#### About this task:
Which of the lines below contain the string "templates"? Copy each one.

#### Saved data entries:
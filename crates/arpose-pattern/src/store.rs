use crate::errors::PatternError;

/// Default template resolution, in samples per side.
pub const PATT_SIZE_DEFAULT: usize = 16;

/// Largest supported template resolution.
pub const PATT_SIZE_MAX: usize = 64;

/// Default number of slots.
pub const PATT_NUM_DEFAULT: usize = 50;

/// Minimum supported template resolution.
const PATT_SIZE_MIN: usize = 16;

/// Number of rotational variants kept per template.
const NUM_ROTATIONS: usize = 4;

/// Energy assigned to a flat template so correlation never divides by zero.
const MIN_ENERGY: f64 = 1e-7;

/// Index of an allocated slot in a [`PattStore`].
///
/// Handles stay valid until the slot is freed; they are not shared between stores.
#[derive(Debug, Clone, Copy, PartialEq, Eq, Hash)]
pub struct PattHandle(usize);

impl PattHandle {
    /// The slot index.
    pub fn index(&self) -> usize {
        self.0
    }
}

/// One rotation of a template, centred on its mean.
#[derive(Debug, Clone, PartialEq)]
pub struct PatternVariant {
    /// Color samples, `size * size * 3`, inverted and mean-centred.
    pub color: Vec<i32>,
    /// Grayscale samples, `size * size`, derived from `color`.
    pub bw: Vec<i32>,
    /// L2 norm of `color`.
    pub energy: f64,
    /// L2 norm of `bw`.
    pub energy_bw: f64,
}

impl PatternVariant {
    fn new(pattern_size: usize) -> Self {
        let n = pattern_size * pattern_size;
        Self {
            color: vec![0; n * 3],
            bw: vec![0; n],
            energy: 0.0,
            energy_bw: 0.0,
        }
    }

    fn reset(&mut self) {
        self.color.fill(0);
        self.bw.fill(0);
        self.energy = 0.0;
        self.energy_bw = 0.0;
    }
}

#[derive(Debug, Clone)]
struct PatternSlot {
    in_use: bool,
    variants: [PatternVariant; NUM_ROTATIONS],
}

/// A fixed-capacity arena of marker templates.
///
/// Every slot is allocated up front with room for four rotations of a
/// `pattern_size x pattern_size` template. Slots are handed out with
/// [`PattStore::alloc`] and returned with [`PattStore::free`].
#[derive(Debug)]
pub struct PattStore {
    pattern_size: usize,
    slots: Vec<PatternSlot>,
    num_in_use: usize,
}

impl PattStore {
    /// Create a store of `capacity` slots for templates of `pattern_size` samples per side.
    ///
    /// # Errors
    ///
    /// Returns [`PatternError::InvalidParameter`] if `pattern_size` is outside
    /// `16..=64` or `capacity` is zero.
    ///
    /// Example:
    ///
    /// ```
    /// use arpose_pattern::PattStore;
    ///
    /// assert!(PattStore::new(8, 10).is_err());
    /// let store = PattStore::new(16, 1).unwrap();
    /// assert_eq!(store.slot_in_use(0), Some(false));
    /// ```
    pub fn new(pattern_size: usize, capacity: usize) -> Result<Self, PatternError> {
        if !(PATT_SIZE_MIN..=PATT_SIZE_MAX).contains(&pattern_size) || capacity == 0 {
            return Err(PatternError::InvalidParameter {
                pattern_size,
                capacity,
            });
        }

        Ok(Self::with_slots(pattern_size, capacity))
    }

    fn with_slots(pattern_size: usize, capacity: usize) -> Self {
        let slots = (0..capacity)
            .map(|_| PatternSlot {
                in_use: false,
                variants: std::array::from_fn(|_| PatternVariant::new(pattern_size)),
            })
            .collect();

        Self {
            pattern_size,
            slots,
            num_in_use: 0,
        }
    }

    /// Template resolution in samples per side.
    pub fn pattern_size(&self) -> usize {
        self.pattern_size
    }

    /// Total number of slots.
    pub fn capacity(&self) -> usize {
        self.slots.len()
    }

    /// Number of slots currently in use.
    pub fn len(&self) -> usize {
        self.num_in_use
    }

    /// Whether no slot is in use.
    pub fn is_empty(&self) -> bool {
        self.num_in_use == 0
    }

    /// Whether the slot at `index` is in use, or `None` if out of range.
    pub fn slot_in_use(&self, index: usize) -> Option<bool> {
        self.slots.get(index).map(|s| s.in_use)
    }

    /// Whether `handle` addresses a slot of this store that is in use.
    pub fn is_in_use(&self, handle: PattHandle) -> bool {
        self.slot_in_use(handle.0).unwrap_or(false)
    }

    /// Reserve the first free slot.
    pub fn alloc(&mut self) -> Result<PattHandle, PatternError> {
        let index = self
            .slots
            .iter()
            .position(|s| !s.in_use)
            .ok_or(PatternError::StoreFull(self.slots.len()))?;
        self.slots[index].in_use = true;
        self.num_in_use += 1;
        Ok(PattHandle(index))
    }

    /// Return a slot to the store, clearing its template data.
    pub fn free(&mut self, handle: PattHandle) -> Result<(), PatternError> {
        let slot = self.slot_mut(handle)?;
        for variant in slot.variants.iter_mut() {
            variant.reset();
        }
        slot.in_use = false;
        self.num_in_use -= 1;
        Ok(())
    }

    /// Store one rotation of a template from interleaved 8-bit RGB samples.
    ///
    /// Samples are inverted (`255 - v`) so dark marker ink carries weight, the
    /// grayscale variant is the per-pixel channel mean, and both variants are
    /// centred on their mean before their energy is recorded.
    pub fn load_variant(
        &mut self,
        handle: PattHandle,
        rotation: usize,
        rgb: &[u8],
    ) -> Result<(), PatternError> {
        if rotation >= NUM_ROTATIONS {
            return Err(PatternError::InvalidRotation(rotation));
        }
        let n = self.pattern_size * self.pattern_size;
        if rgb.len() != n * 3 {
            return Err(PatternError::SampleCount {
                expected: n * 3,
                actual: rgb.len(),
            });
        }

        let variant = &mut self.slot_mut(handle)?.variants[rotation];

        for (dst, &src) in variant.color.iter_mut().zip(rgb.iter()) {
            *dst = 255 - src as i32;
        }
        for (dst, px) in variant.bw.iter_mut().zip(variant.color.chunks_exact(3)) {
            *dst = (px[0] + px[1] + px[2]) / 3;
        }

        variant.energy = center_and_energy(&mut variant.color);
        variant.energy_bw = center_and_energy(&mut variant.bw);
        Ok(())
    }

    /// Allocate a slot and load all four rotations into it.
    ///
    /// The slot is released again if any rotation fails to load.
    pub fn load(&mut self, rotations: [&[u8]; NUM_ROTATIONS]) -> Result<PattHandle, PatternError> {
        let handle = self.alloc()?;
        for (rotation, rgb) in rotations.iter().enumerate() {
            if let Err(e) = self.load_variant(handle, rotation, rgb) {
                self.free(handle)?;
                return Err(e);
            }
        }
        log::debug!("Loaded pattern into slot {}", handle.index());
        Ok(handle)
    }

    /// Read one rotation of an in-use template.
    pub fn variant(
        &self,
        handle: PattHandle,
        rotation: usize,
    ) -> Result<&PatternVariant, PatternError> {
        if rotation >= NUM_ROTATIONS {
            return Err(PatternError::InvalidRotation(rotation));
        }
        let slot = self
            .slots
            .get(handle.0)
            .ok_or(PatternError::InvalidHandle(handle.0))?;
        if !slot.in_use {
            return Err(PatternError::SlotNotInUse(handle.0));
        }
        Ok(&slot.variants[rotation])
    }

    /// Free every slot still in use and release the store.
    ///
    /// Returns the number of slots that were still in use.
    pub fn destroy(mut self) -> usize {
        let mut released = 0;
        for index in 0..self.slots.len() {
            if self.slots[index].in_use && self.free(PattHandle(index)).is_ok() {
                released += 1;
            }
        }
        log::debug!(
            "Destroyed pattern store of {} slots, {} still in use",
            self.slots.len(),
            released
        );
        released
    }

    fn slot_mut(&mut self, handle: PattHandle) -> Result<&mut PatternSlot, PatternError> {
        let slot = self
            .slots
            .get_mut(handle.0)
            .ok_or(PatternError::InvalidHandle(handle.0))?;
        if !slot.in_use {
            return Err(PatternError::SlotNotInUse(handle.0));
        }
        Ok(slot)
    }
}

impl Default for PattStore {
    /// A store of 50 slots for 16x16 templates.
    fn default() -> Self {
        Self::with_slots(PATT_SIZE_DEFAULT, PATT_NUM_DEFAULT)
    }
}

fn center_and_energy(samples: &mut [i32]) -> f64 {
    let sum: i64 = samples.iter().map(|&v| v as i64).sum();
    let mean = (sum / samples.len() as i64) as i32;
    let mut sq = 0.0f64;
    for v in samples.iter_mut() {
        *v -= mean;
        sq += (*v as f64) * (*v as f64);
    }
    let energy = sq.sqrt();
    if energy == 0.0 {
        MIN_ENERGY
    } else {
        energy
    }
}

#[cfg(test)]
mod tests {
    use super::*;
    use approx::assert_relative_eq;

    fn checker(size: usize) -> Vec<u8> {
        let mut rgb = Vec::with_capacity(size * size * 3);
        for y in 0..size {
            for x in 0..size {
                let v = if (x / 4 + y / 4) % 2 == 0 { 0 } else { 255 };
                rgb.extend_from_slice(&[v, v, v]);
            }
        }
        rgb
    }

    #[test]
    fn test_new_rejects_small_size() {
        assert_eq!(
            PattStore::new(8, 10).err(),
            Some(PatternError::InvalidParameter {
                pattern_size: 8,
                capacity: 10
            })
        );
    }

    #[test]
    fn test_new_rejects_large_size_and_zero_capacity() {
        assert!(PattStore::new(PATT_SIZE_MAX + 1, 10).is_err());
        assert!(PattStore::new(16, 0).is_err());
        assert!(PattStore::new(PATT_SIZE_MAX, 1).is_ok());
    }

    #[test]
    fn test_new_single_slot() -> Result<(), PatternError> {
        let store = PattStore::new(16, 1)?;
        assert_eq!(store.capacity(), 1);
        assert_eq!(store.pattern_size(), 16);
        assert!(store.is_empty());
        assert_eq!(store.slot_in_use(0), Some(false));
        assert_eq!(store.slot_in_use(1), None);
        Ok(())
    }

    #[test]
    fn test_alloc_until_full() -> Result<(), PatternError> {
        let mut store = PattStore::new(16, 2)?;
        let a = store.alloc()?;
        let b = store.alloc()?;
        assert_eq!((a.index(), b.index()), (0, 1));
        assert_eq!(store.alloc(), Err(PatternError::StoreFull(2)));

        store.free(a)?;
        assert_eq!(store.len(), 1);
        assert!(!store.is_in_use(a));
        assert!(store.is_in_use(b));
        assert_eq!(store.free(a), Err(PatternError::SlotNotInUse(0)));
        assert_eq!(store.alloc()?.index(), 0);
        Ok(())
    }

    #[test]
    fn test_load_variant_centres_samples() -> Result<(), PatternError> {
        let mut store = PattStore::new(16, 1)?;
        let handle = store.alloc()?;
        store.load_variant(handle, 2, &checker(16))?;

        let variant = store.variant(handle, 2)?;
        // inverted samples are 255 or 0 with an integer mean of 127
        assert_eq!(variant.color[0], 128);
        assert_eq!(variant.color[12], -127);
        assert_eq!(variant.bw[0], 128);
        assert_eq!(variant.bw[4], -127);
        assert_relative_eq!(variant.energy_bw, (256.0 * 127.5f64.powi(2)).sqrt(), epsilon = 1.0);
        Ok(())
    }

    #[test]
    fn test_load_flat_template_has_min_energy() -> Result<(), PatternError> {
        let mut store = PattStore::new(16, 1)?;
        let flat = vec![200u8; 16 * 16 * 3];
        let handle = store.load([flat.as_slice(); 4])?;
        assert_eq!(store.variant(handle, 0)?.energy, MIN_ENERGY);
        Ok(())
    }

    #[test]
    fn test_load_releases_slot_on_error() -> Result<(), PatternError> {
        let mut store = PattStore::new(16, 1)?;
        let good = checker(16);
        let short = vec![0u8; 10];
        let res = store.load([good.as_slice(), good.as_slice(), short.as_slice(), good.as_slice()]);
        assert_eq!(
            res,
            Err(PatternError::SampleCount {
                expected: 768,
                actual: 10
            })
        );
        assert_eq!(store.slot_in_use(0), Some(false));
        Ok(())
    }

    #[test]
    fn test_destroy_frees_in_use_slots() -> Result<(), PatternError> {
        let mut store = PattStore::new(16, 3)?;
        store.alloc()?;
        store.alloc()?;
        assert_eq!(store.destroy(), 2);
        Ok(())
    }

    #[test]
    fn test_independent_stores() -> Result<(), PatternError> {
        let mut a = PattStore::new(16, 1)?;
        let b = PattStore::default();
        a.alloc()?;
        assert_eq!(b.len(), 0);
        assert_eq!(b.capacity(), PATT_NUM_DEFAULT);
        Ok(())
    }
}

#### Written solution:
/// A fixed-capacity arena of marker templates.
    /// Create a store of `capacity` slots for templates of `pattern_size` samples per side.
    /// A store of 50 slots for 16x16 templates.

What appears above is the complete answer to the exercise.